Alessandra Campêlo vai buscar acordo com prefeitura sobre a Feira Nova Luz

Em Audiência Pública realizada ontem (9), na Assembleia Legislativa do Amazonas (Aleam), sob o comando da deputada estadual Alessandra Campêlo (PMDB), para tratar da situação dos feirantes da Feira Nova Luz, no bairro Jorge Teixeira, na Zona Leste, ficou definido que uma comissão liderada pela parlamentar vai procurar o prefeito Arthur Neto para buscar um acordo de indenização dentro da ação, já que o juiz Cézar Luiz Bandiera, titular da 2ª Vara da Fazenda Pública Municipal, suspendeu a demolição da área.

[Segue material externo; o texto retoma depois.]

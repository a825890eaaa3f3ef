//! Operator commands
//!
//! Every mutation that does not come from the control loop itself arrives as
//! a [`TaskCommand`], either over the in-process channel behind an
//! [`EngineHandle`] or through the durable inbox. Both paths end in
//! [`Engine::apply`], which runs on the loop, so commands never race with
//! admission or reconciliation.

use serde::{Deserialize, Serialize};
use tokio::sync::{mpsc, oneshot};
use tracing::{info, warn};

use super::snapshot::StatusSnapshot;
use super::Engine;
use crate::error::{OrchestratorError, OrchestratorResult};
use crate::health::HealthIssue;
use crate::task::{TaskSpec, TaskStatus, TransitionCause};

/// A serializable operator command
#[derive(Debug, Clone, PartialEq, Eq, Serialize, Deserialize)]
#[serde(tag = "command", rename_all = "snake_case")]
pub enum TaskCommand {
    Enqueue { spec: TaskSpec },
    SetPrompt { id: String, prompt: String },
    /// Tear the workspace down and park the task
    Pause { id: String },
    /// Make a paused task eligible again
    Resume { id: String },
    /// Retry: return a Running, Waiting, Done or Paused task to the queue
    Reset { id: String },
    ClearError { id: String },
    Remove { id: String },
    /// Reconcile Running tasks now instead of on the next tick
    Reconcile,
}

impl TaskCommand {
    pub fn task_id(&self) -> Option<&str> {
        match self {
            Self::Enqueue { spec } => Some(&spec.id),
            Self::SetPrompt { id, .. }
            | Self::Pause { id }
            | Self::Resume { id }
            | Self::Reset { id }
            | Self::ClearError { id }
            | Self::Remove { id } => Some(id),
            Self::Reconcile => None,
        }
    }

    pub fn name(&self) -> &'static str {
        match self {
            Self::Enqueue { .. } => "enqueue",
            Self::SetPrompt { .. } => "set_prompt",
            Self::Pause { .. } => "pause",
            Self::Resume { .. } => "resume",
            Self::Reset { .. } => "reset",
            Self::ClearError { .. } => "clear_error",
            Self::Remove { .. } => "remove",
            Self::Reconcile => "reconcile",
        }
    }
}

/// Messages accepted by a running engine
#[derive(Debug)]
pub enum EngineCommand {
    Apply {
        command: TaskCommand,
        reply: oneshot::Sender<OrchestratorResult<()>>,
    },
    Snapshot {
        reply: oneshot::Sender<StatusSnapshot>,
    },
    Health {
        reply: oneshot::Sender<Vec<HealthIssue>>,
    },
    Shutdown,
}

/// Cloneable sender side of the engine's command channel
#[derive(Debug, Clone)]
pub struct EngineHandle {
    tx: mpsc::Sender<EngineCommand>,
}

impl EngineHandle {
    pub(crate) fn new(tx: mpsc::Sender<EngineCommand>) -> Self {
        Self { tx }
    }

    async fn send(&self, command: EngineCommand) -> OrchestratorResult<()> {
        self.tx
            .send(command)
            .await
            .map_err(|_| OrchestratorError::EngineStopped)
    }

    /// Apply a command on the loop and wait for its result.
    pub async fn apply(&self, command: TaskCommand) -> OrchestratorResult<()> {
        let (reply, rx) = oneshot::channel();
        self.send(EngineCommand::Apply { command, reply }).await?;
        rx.await.map_err(|_| OrchestratorError::EngineStopped)?
    }

    pub async fn enqueue(&self, spec: TaskSpec) -> OrchestratorResult<()> {
        self.apply(TaskCommand::Enqueue { spec }).await
    }

    pub async fn set_prompt(&self, id: impl Into<String>, prompt: impl Into<String>) -> OrchestratorResult<()> {
        self.apply(TaskCommand::SetPrompt {
            id: id.into(),
            prompt: prompt.into(),
        })
        .await
    }

    pub async fn pause(&self, id: impl Into<String>) -> OrchestratorResult<()> {
        self.apply(TaskCommand::Pause { id: id.into() }).await
    }

    pub async fn resume(&self, id: impl Into<String>) -> OrchestratorResult<()> {
        self.apply(TaskCommand::Resume { id: id.into() }).await
    }

    pub async fn reset(&self, id: impl Into<String>) -> OrchestratorResult<()> {
        self.apply(TaskCommand::Reset { id: id.into() }).await
    }

    pub async fn reconcile(&self) -> OrchestratorResult<()> {
        self.apply(TaskCommand::Reconcile).await
    }

    pub async fn snapshot(&self) -> OrchestratorResult<StatusSnapshot> {
        let (reply, rx) = oneshot::channel();
        self.send(EngineCommand::Snapshot { reply }).await?;
        rx.await.map_err(|_| OrchestratorError::EngineStopped)
    }

    pub async fn health(&self) -> OrchestratorResult<Vec<HealthIssue>> {
        let (reply, rx) = oneshot::channel();
        self.send(EngineCommand::Health { reply }).await?;
        rx.await.map_err(|_| OrchestratorError::EngineStopped)
    }

    pub async fn shutdown(&self) -> OrchestratorResult<()> {
        self.send(EngineCommand::Shutdown).await
    }
}

// ============================================================================
// Command application
// ============================================================================

impl Engine {
    /// Apply one operator command.
    pub async fn apply(&mut self, command: TaskCommand) -> OrchestratorResult<()> {
        info!(
            command = command.name(),
            task_id = command.task_id().unwrap_or("-"),
            "Applying command"
        );
        match command {
            TaskCommand::Enqueue { spec } => {
                self.queue.enqueue(spec)?;
                Ok(())
            }
            TaskCommand::SetPrompt { id, prompt } => self.queue.set_prompt(&id, prompt),
            TaskCommand::Pause { id } => self.pause(&id),
            TaskCommand::Resume { id } => self.resume(&id),
            TaskCommand::Reset { id } => self.reset(&id),
            TaskCommand::ClearError { id } => self.queue.update(&id, |task| {
                task.last_error = None;
                Ok(())
            }),
            TaskCommand::Remove { id } => self.remove(&id),
            TaskCommand::Reconcile => self.reconcile().await,
        }
    }

    /// Drain the durable inbox, logging failures; a bad command never
    /// blocks the ones behind it.
    pub(crate) async fn drain_inbox(&mut self) -> usize {
        let Some(inbox) = self.inbox.clone() else {
            return 0;
        };
        let commands = inbox.drain();
        let count = commands.len();
        for command in commands {
            let name = command.name();
            if let Err(e) = self.apply(command).await {
                warn!(command = name, error = %e, "Inbox command failed");
            }
        }
        count
    }

    fn pause(&mut self, id: &str) -> OrchestratorResult<()> {
        let status = self
            .queue
            .get(id)
            .ok_or_else(|| OrchestratorError::task_not_found(id))?
            .status;
        if status == TaskStatus::Paused {
            return Ok(());
        }

        let handle = self.queue.update(id, |task| {
            task.transition(TaskStatus::Paused, TransitionCause::OperatorPause)?;
            Ok(task.workspace.take())
        })?;
        self.watchers.stop(id);
        if let Some(handle) = handle {
            self.spawn_teardown(handle);
        }
        info!(task_id = %id, "Task paused");
        Ok(())
    }

    fn resume(&mut self, id: &str) -> OrchestratorResult<()> {
        self.queue.update(id, |task| {
            let target = task.eligible_status();
            task.transition(target, TransitionCause::OperatorResume)
        })?;
        self.fresh_attempt(id);
        info!(task_id = %id, "Task resumed");
        Ok(())
    }

    fn reset(&mut self, id: &str) -> OrchestratorResult<()> {
        let handle = self.queue.update(id, |task| {
            let target = task.eligible_status();
            task.transition(target, TransitionCause::OperatorReset)?;
            task.completed_at = None;
            Ok(task.workspace.take())
        })?;
        self.watchers.stop(id);
        if let Some(handle) = handle {
            self.spawn_teardown(handle);
        }
        self.fresh_attempt(id);
        info!(task_id = %id, "Task reset for retry");
        Ok(())
    }

    fn remove(&mut self, id: &str) -> OrchestratorResult<()> {
        let removed = self.queue.remove(id)?;
        self.watchers.stop(id);
        self.tracker.reset_cursor(id);
        if let Some(handle) = removed.workspace {
            self.spawn_teardown(handle);
        }
        Ok(())
    }

    /// Forget progress from earlier attempts before a task becomes eligible.
    fn fresh_attempt(&self, id: &str) {
        self.tracker.reset_cursor(id);
        if let Err(e) = self.marker.clear(id) {
            warn!(task_id = %id, error = %e, "Failed to reset phase marker");
        }
    }
}

#[cfg(test)]
mod tests {
    use super::*;

    #[test]
    fn test_command_wire_format() {
        let json = serde_json::to_value(TaskCommand::SetPrompt {
            id: "fix-pipes".to_string(),
            prompt: "fix them".to_string(),
        })
        .unwrap();
        assert_eq!(json["command"], "set_prompt");
        assert_eq!(json["id"], "fix-pipes");

        let parsed: TaskCommand =
            serde_json::from_str(r#"{"command":"enqueue","spec":{"id":"a","prompt":"x"}}"#)
                .unwrap();
        match parsed {
            TaskCommand::Enqueue { spec } => {
                assert_eq!(spec.id, "a");
                assert_eq!(spec.priority, 10);
            }
            other => panic!("unexpected {other:?}"),
        }

        let parsed: TaskCommand = serde_json::from_str(r#"{"command":"reconcile"}"#).unwrap();
        assert_eq!(parsed, TaskCommand::Reconcile);
        assert_eq!(parsed.task_id(), None);
    }
}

A iniciativa de demolir a feira é fruto de Ação Civil Pública movida pelo Ministério Público Estadual (MPE), sob a alegação de que os comerciantes e feirantes estariam ocupando o local irregularmente. “A ideia é levar o prefeito ao local para entrar num acordo, já que os feirantes têm direito ao local, que se tornou residência de alguns deles”, disse Alessandra Campelo.

Além das lideranças da feira, participaram da Audiência Pública, realizada no miniplenário Beth Azize, da Aleam, representantes da Subsecretaria Municipal de Abastecimento, Feiras e Mercados (Subsempab) e da Defensoria Pública. Os feirantes se dizem injustiçados e não querem sair do local sem que a prefeitura indenize, ou lhes destine outra área para trabalharem.

O representante dos feirantes, Afranio Simas, disse que o processo impetrado pelo MPE contra a Prefeitura de Manaus prevê apenas a demolição do local que está abandonado e não a relocação dos feirantes.

Segundo Simas, são feirantes e pais de família que trabalham e alguns que moram na área da feira e que precisam ter seus direito garantidos e respeitados, haja vista que há 22 anos estão lá. “Não são invasores, quem autorizou foi o ex-prefeito Eduardo Braga, que pavimentou o local para construção de 120 boxes”, afirmou.

Moradia

O diretor da Subsempab, Raimundo Nonato Souto, disse que a feira se desconfigurou ao longo dos anos e se transformou num local de moradia, dando lugar a alguns empreendimentos como salão de beleza, borracharia e restaurantes. “Hoje o local se encontra no meio da pista de rolamento, com um restaurante construído no meio da rua fechando a esquina”, disse o dirigente, ressaltando que a secretaria não tem autonomia para derrubar a feira, o que pode fazer é ceder um espaço dentro de uma das 44 feiras existentes em Manaus para eles trabalharem.